**Action item:** Would you please retype, exactly, the lines of the listing below between the line with "x = x.wrapping_mul(6364136223846793005).wrapping_add(1);" and the line with "let t = self.state[1] << 17;", inclusive?

=== Input ===

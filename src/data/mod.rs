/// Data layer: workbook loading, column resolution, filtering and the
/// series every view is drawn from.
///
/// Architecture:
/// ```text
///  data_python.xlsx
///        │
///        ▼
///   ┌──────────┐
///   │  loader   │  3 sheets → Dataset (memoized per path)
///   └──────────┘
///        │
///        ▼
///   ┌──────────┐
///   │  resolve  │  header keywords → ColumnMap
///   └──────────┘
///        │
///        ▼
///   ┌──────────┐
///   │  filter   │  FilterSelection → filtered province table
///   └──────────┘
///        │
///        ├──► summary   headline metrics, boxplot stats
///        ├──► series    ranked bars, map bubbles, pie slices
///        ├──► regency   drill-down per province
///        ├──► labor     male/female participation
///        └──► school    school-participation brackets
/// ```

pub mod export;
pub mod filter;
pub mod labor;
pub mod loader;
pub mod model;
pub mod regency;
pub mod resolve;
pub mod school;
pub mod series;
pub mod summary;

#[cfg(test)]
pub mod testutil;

===
=== Input ===

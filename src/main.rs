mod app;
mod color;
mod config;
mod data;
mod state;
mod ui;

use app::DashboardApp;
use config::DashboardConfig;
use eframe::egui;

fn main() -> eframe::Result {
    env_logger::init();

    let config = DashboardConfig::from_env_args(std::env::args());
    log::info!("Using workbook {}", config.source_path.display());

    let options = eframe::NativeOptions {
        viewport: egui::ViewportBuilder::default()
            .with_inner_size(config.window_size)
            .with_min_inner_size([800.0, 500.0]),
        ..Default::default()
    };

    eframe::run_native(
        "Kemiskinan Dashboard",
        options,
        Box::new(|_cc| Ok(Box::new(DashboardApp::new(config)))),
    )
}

===
=== Input ===

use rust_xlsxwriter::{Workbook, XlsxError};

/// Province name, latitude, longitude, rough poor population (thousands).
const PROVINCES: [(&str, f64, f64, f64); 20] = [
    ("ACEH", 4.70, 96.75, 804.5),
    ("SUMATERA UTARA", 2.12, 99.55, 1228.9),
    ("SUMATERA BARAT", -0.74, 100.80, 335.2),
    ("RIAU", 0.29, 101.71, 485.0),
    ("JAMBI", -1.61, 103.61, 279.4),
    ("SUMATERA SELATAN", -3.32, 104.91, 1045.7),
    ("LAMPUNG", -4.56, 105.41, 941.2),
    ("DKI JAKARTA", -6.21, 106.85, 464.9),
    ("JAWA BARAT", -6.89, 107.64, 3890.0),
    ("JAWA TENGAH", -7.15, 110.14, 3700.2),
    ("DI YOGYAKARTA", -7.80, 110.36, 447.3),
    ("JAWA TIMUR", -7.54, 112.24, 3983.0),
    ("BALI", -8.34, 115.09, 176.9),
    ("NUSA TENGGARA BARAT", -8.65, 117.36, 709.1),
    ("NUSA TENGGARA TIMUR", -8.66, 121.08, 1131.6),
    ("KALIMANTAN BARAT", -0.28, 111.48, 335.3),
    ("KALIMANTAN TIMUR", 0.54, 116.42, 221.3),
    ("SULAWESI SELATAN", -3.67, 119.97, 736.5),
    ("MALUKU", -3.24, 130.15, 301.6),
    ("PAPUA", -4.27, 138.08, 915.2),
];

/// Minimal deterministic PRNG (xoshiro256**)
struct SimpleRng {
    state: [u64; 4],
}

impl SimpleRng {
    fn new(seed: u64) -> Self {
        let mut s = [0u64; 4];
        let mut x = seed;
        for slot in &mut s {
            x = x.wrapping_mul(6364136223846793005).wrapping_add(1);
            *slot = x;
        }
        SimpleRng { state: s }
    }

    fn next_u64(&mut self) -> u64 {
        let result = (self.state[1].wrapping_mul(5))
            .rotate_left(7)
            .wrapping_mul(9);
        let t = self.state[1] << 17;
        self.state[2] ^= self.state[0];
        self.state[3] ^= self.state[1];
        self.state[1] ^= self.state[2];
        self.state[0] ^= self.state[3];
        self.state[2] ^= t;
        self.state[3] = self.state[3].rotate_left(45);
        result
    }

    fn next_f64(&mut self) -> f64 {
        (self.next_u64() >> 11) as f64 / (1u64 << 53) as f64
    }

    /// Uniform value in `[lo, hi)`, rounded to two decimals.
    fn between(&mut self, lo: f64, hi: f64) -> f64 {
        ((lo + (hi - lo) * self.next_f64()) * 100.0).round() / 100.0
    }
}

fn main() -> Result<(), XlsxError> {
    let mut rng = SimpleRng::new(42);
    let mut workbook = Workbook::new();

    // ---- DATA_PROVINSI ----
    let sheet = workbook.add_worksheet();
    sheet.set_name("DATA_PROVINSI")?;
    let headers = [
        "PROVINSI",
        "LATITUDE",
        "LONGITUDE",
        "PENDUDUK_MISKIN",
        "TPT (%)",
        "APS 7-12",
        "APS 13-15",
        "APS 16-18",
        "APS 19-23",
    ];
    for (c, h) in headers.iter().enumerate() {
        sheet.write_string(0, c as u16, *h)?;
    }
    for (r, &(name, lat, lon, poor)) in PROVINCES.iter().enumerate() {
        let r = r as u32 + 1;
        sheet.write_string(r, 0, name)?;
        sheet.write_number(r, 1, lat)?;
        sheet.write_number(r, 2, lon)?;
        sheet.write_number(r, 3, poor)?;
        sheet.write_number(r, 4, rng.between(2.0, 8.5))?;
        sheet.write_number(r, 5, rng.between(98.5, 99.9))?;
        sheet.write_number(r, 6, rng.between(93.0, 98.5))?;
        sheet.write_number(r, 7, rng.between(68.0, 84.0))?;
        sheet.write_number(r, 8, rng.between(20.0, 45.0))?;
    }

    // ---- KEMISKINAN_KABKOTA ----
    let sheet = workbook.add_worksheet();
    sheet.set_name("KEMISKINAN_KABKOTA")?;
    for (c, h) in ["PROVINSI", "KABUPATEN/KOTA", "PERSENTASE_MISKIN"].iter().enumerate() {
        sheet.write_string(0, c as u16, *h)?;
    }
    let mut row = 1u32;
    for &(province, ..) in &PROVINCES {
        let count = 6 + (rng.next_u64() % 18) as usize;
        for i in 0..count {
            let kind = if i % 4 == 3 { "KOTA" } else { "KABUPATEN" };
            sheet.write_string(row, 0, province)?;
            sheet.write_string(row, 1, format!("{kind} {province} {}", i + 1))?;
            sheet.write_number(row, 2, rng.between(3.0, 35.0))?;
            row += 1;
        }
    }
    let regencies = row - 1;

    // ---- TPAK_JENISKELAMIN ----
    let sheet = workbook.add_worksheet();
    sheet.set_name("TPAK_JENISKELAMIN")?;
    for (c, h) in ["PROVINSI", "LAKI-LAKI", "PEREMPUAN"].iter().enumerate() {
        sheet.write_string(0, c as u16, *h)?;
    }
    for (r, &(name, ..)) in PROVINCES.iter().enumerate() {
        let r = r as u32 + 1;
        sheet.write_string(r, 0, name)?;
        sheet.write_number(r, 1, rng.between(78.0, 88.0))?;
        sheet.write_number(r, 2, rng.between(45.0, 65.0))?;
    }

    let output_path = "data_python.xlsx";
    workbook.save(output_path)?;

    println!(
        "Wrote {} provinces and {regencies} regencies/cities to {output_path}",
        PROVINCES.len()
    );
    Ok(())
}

===

**Response for this exercise:**
            x = x.wrapping_mul(6364136223846793005).wrapping_add(1);
            *slot = x;
        }
        SimpleRng { state: s }
    }

    fn next_u64(&mut self) -> u64 {
        let result = (self.state[1].wrapping_mul(5))
            .rotate_left(7)
            .wrapping_mul(9);
        let t = self.state[1] << 17;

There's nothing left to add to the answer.